First impressions are everything in the restaurant game and Model Milk Bistro had me at hello.
Upon ascending a short set of stairs to the hostess stand, one can’t help but be impressed. Located in the historic Victoria’s building at 308 – 17th ave sw, Model Milk captures the warmth of its history with a contemporary splash of the present. The exposed brick walls barely contained the energy on the Thursday night we visited and the vibe was contagious. It was love at first sight…
Although Model Milk is part of the larger Concorde group of restaurants and bars (West, Flames Central, Double Zero, Local 510/522, etc.) the feel is still that of a one-off, original creation. Much of the credit for this success has been heaped on the shoulders of executive chef Justin LeBoe. Prior to Model Milk Justin served as the executive chef of the large-scale, fine dining restaurant Rush. In his current venture LeBoe has clearly taken a step back and embraced a much more simple, grass-roots culinary philosophy.

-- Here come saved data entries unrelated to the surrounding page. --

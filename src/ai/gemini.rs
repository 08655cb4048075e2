use async_trait::async_trait;
use reqwest::Client;
use serde::{Deserialize, Serialize};

use super::{GenerativeModel, PromptPart};
use crate::error::ModelError;

#[derive(Debug, Serialize)]
struct GenerateRequest<'a> {
    contents: Vec<GeminiContent<'a>>,
}

#[derive(Debug, Serialize)]
struct GeminiContent<'a> {
    role: &'static str,
    parts: Vec<GeminiPart<'a>>,
}

#[derive(Debug, Serialize)]
#[serde(untagged)]
enum GeminiPart<'a> {
    Text { text: &'a str },
    Inline { inline_data: InlineData<'a> },
}

#[derive(Debug, Serialize)]
struct InlineData<'a> {
    mime_type: &'a str,
    data: &'a str,
}

#[derive(Debug, Deserialize)]
struct GenerateResponse {
    #[serde(default)]
    candidates: Vec<Candidate>,
}

#[derive(Debug, Deserialize)]
struct Candidate {
    content: Option<CandidateContent>,
}

#[derive(Debug, Deserialize)]
struct CandidateContent {
    #[serde(default)]
    parts: Vec<CandidatePart>,
}

#[derive(Debug, Deserialize)]
struct CandidatePart {
    text: Option<String>,
}

impl GenerateResponse {
    /// Text of the first candidate; empty when the model produced none.
    fn into_text(self) -> String {
        self.candidates
            .into_iter()
            .next()
            .and_then(|c| c.content)
            .map(|content| {
                content
                    .parts
                    .into_iter()
                    .filter_map(|p| p.text)
                    .collect::<Vec<_>>()
                    .join("")
            })
            .unwrap_or_default()
    }
}

fn to_gemini_parts(parts: &[PromptPart]) -> Vec<GeminiPart<'_>> {
    parts
        .iter()
        .map(|part| match part {
            PromptPart::Text(text) => GeminiPart::Text { text },
            PromptPart::InlineImage {
                mime_type,
                base64_data,
            } => GeminiPart::Inline {
                inline_data: InlineData {
                    mime_type,
                    data: base64_data,
                },
            },
        })
        .collect()
}

/// Connection settings shared by every model handle.
#[derive(Debug, Clone)]
pub struct GeminiClient {
    http: Client,
    base_url: String,
    api_key: String,
}

impl GeminiClient {
    pub fn new(http: Client, base_url: &str, api_key: &str) -> Self {
        Self {
            http,
            base_url: base_url.trim_end_matches('/').to_string(),
            api_key: api_key.to_string(),
        }
    }

    /// Checks that `model` exists and is visible to this API key.
    pub async fn probe(&self, model: &str) -> Result<(), ModelError> {
        let url = format!("{}/models/{}", self.base_url, model);

        let response = self
            .http
            .get(&url)
            .header("x-goog-api-key", &self.api_key)
            .send()
            .await
            .map_err(|e| ModelError::Request(e.to_string()))?;

        let status = response.status();
        if !status.is_success() {
            let body = response.text().await.unwrap_or_default();
            return Err(ModelError::Api {
                status: status.as_u16(),
                body,
            });
        }
        Ok(())
    }

    pub fn model(&self, name: &str) -> GeminiModel {
        GeminiModel {
            client: self.clone(),
            name: name.to_string(),
        }
    }
}

#[derive(Debug, Clone)]
pub struct GeminiModel {
    client: GeminiClient,
    name: String,
}

#[async_trait]
impl GenerativeModel for GeminiModel {
    fn model_name(&self) -> &str {
        &self.name
    }

    async fn generate(&self, parts: &[PromptPart]) -> Result<String, ModelError> {
        let request = GenerateRequest {
            contents: vec![GeminiContent {
                role: "user",
                parts: to_gemini_parts(parts),
            }],
        };

        let url = format!(
            "{}/models/{}:generateContent",
            self.client.base_url, self.name
        );

        let response = self
            .client
            .http
            .post(&url)
            .header("x-goog-api-key", &self.client.api_key)
            .json(&request)
            .send()
            .await
            .map_err(|e| ModelError::Request(e.to_string()))?;

        let status = response.status();
        if !status.is_success() {
            let body = response.text().await.unwrap_or_default();
            return Err(ModelError::Api {
                status: status.as_u16(),
                body,
            });
        }

        let body: GenerateResponse = response
            .json()
            .await
            .map_err(|e| ModelError::Decode(e.to_string()))?;

        Ok(body.into_text())
    }
}

#[cfg(test)]
mod tests {
    use super::*;
    use serde_json::json;

    #[test]
    fn request_body_matches_generate_content_shape() {
        let parts = vec![
            PromptPart::Text("describe".to_string()),
            PromptPart::InlineImage {
                mime_type: "image/png".to_string(),
                base64_data: "AAAA".to_string(),
            },
        ];
        let request = GenerateRequest {
            contents: vec![GeminiContent {
                role: "user",
                parts: to_gemini_parts(&parts),
            }],
        };

        assert_eq!(
            serde_json::to_value(&request).unwrap(),
            json!({
                "contents": [{
                    "role": "user",
                    "parts": [
                        { "text": "describe" },
                        { "inline_data": { "mime_type": "image/png", "data": "AAAA" } }
                    ]
                }]
            })
        );
    }

    #[test]
    fn response_text_joins_parts_of_first_candidate() {
        let body: GenerateResponse = serde_json::from_value(json!({
            "candidates": [
                { "content": { "parts": [{ "text": "{\"a\":" }, { "text": "1}" }] } },
                { "content": { "parts": [{ "text": "ignored" }] } }
            ]
        }))
        .unwrap();
        assert_eq!(body.into_text(), "{\"a\":1}");
    }

    #[test]
    fn blocked_response_yields_empty_text() {
        let body: GenerateResponse = serde_json::from_value(json!({
            "promptFeedback": { "blockReason": "SAFETY" }
        }))
        .unwrap();
        assert_eq!(body.into_text(), "");
    }
}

Rather than the intimidating, pretentious and overbearing qualities some fine dining menus exude, this menu is a shining example of beauty in simplicity. Much like the room itself it creates a sense of warmth, like a hug from your favourite aunt.
For my first course I chose the shrimp and grits. Meaty succulent prawns nestled in a bed of creamy, perfectly cooked grits topped with a warm chorizo emulsion. The kind of dish that can’t help but make you smile…like finding a polaroid containing a favourite childhood memory. This is what food should be about; pure, simple, unabashed enjoyment. I opted for a glass of the Villa Matilde Falanghina with this course. Falanghina is an oddball, indigenous grape grown in the Italian Region of Campania. This particular example was fresh and bright with notes of apricot and orange zest. Tasty!
When choosing my main how could I help but select the item simply titled “Pig”? I love pig! In this case the pig took the form of a moist pork tenderloin wrapped in a layer of sausage and applewood smoked bacon. This orgy of meat was then sous vide for four hours, creating a tube of pure, smoky, succulent goodness. The bacon was crisp and the tenderloin was perfectly moist. As good as this epic meat tube may have been it was the sides that really set this dish over the top. Velvety pomme puree rolled gently into a bed of red cabbage braised in Chianti. The pomme puree was as soft as a cloud and the cabbage had a warmth of texture, flavour and colour that was nearly orgasmic. I asked our server Petar to pick a wine for this course and he presented a glass of Noble Tree Tempranillo from Alexander Valley, California. Grown in the warmer climate of California this traditional Spanish grape delivered a silky texture and vibrant flavours of red berries, cherry and spice. Another great match!
We had the pleasure of being seated right in front of the open kitchen and watching the chef and his team at work was a treat. It was as if the kitchen had managed to put up a force field of calm and tranquility that shielded them from the mad energy of the room. Orders rolled out smoothly and calmly, with each plate looking more delicious than the last. This up close and personal viewpoint added an extra dimension to the experience. Highly recommended.
My only criticism is that they need to find a new “cookie” for the ice cream sandwich. I found the thin wafer they used too hard and lacking in flavour. A very minor critique in an otherwise perfect meal.
Creating a great dining experience is an art and on this particular evening the good people at Model Milk painted a beautiful canvas. I will certainly be back soon.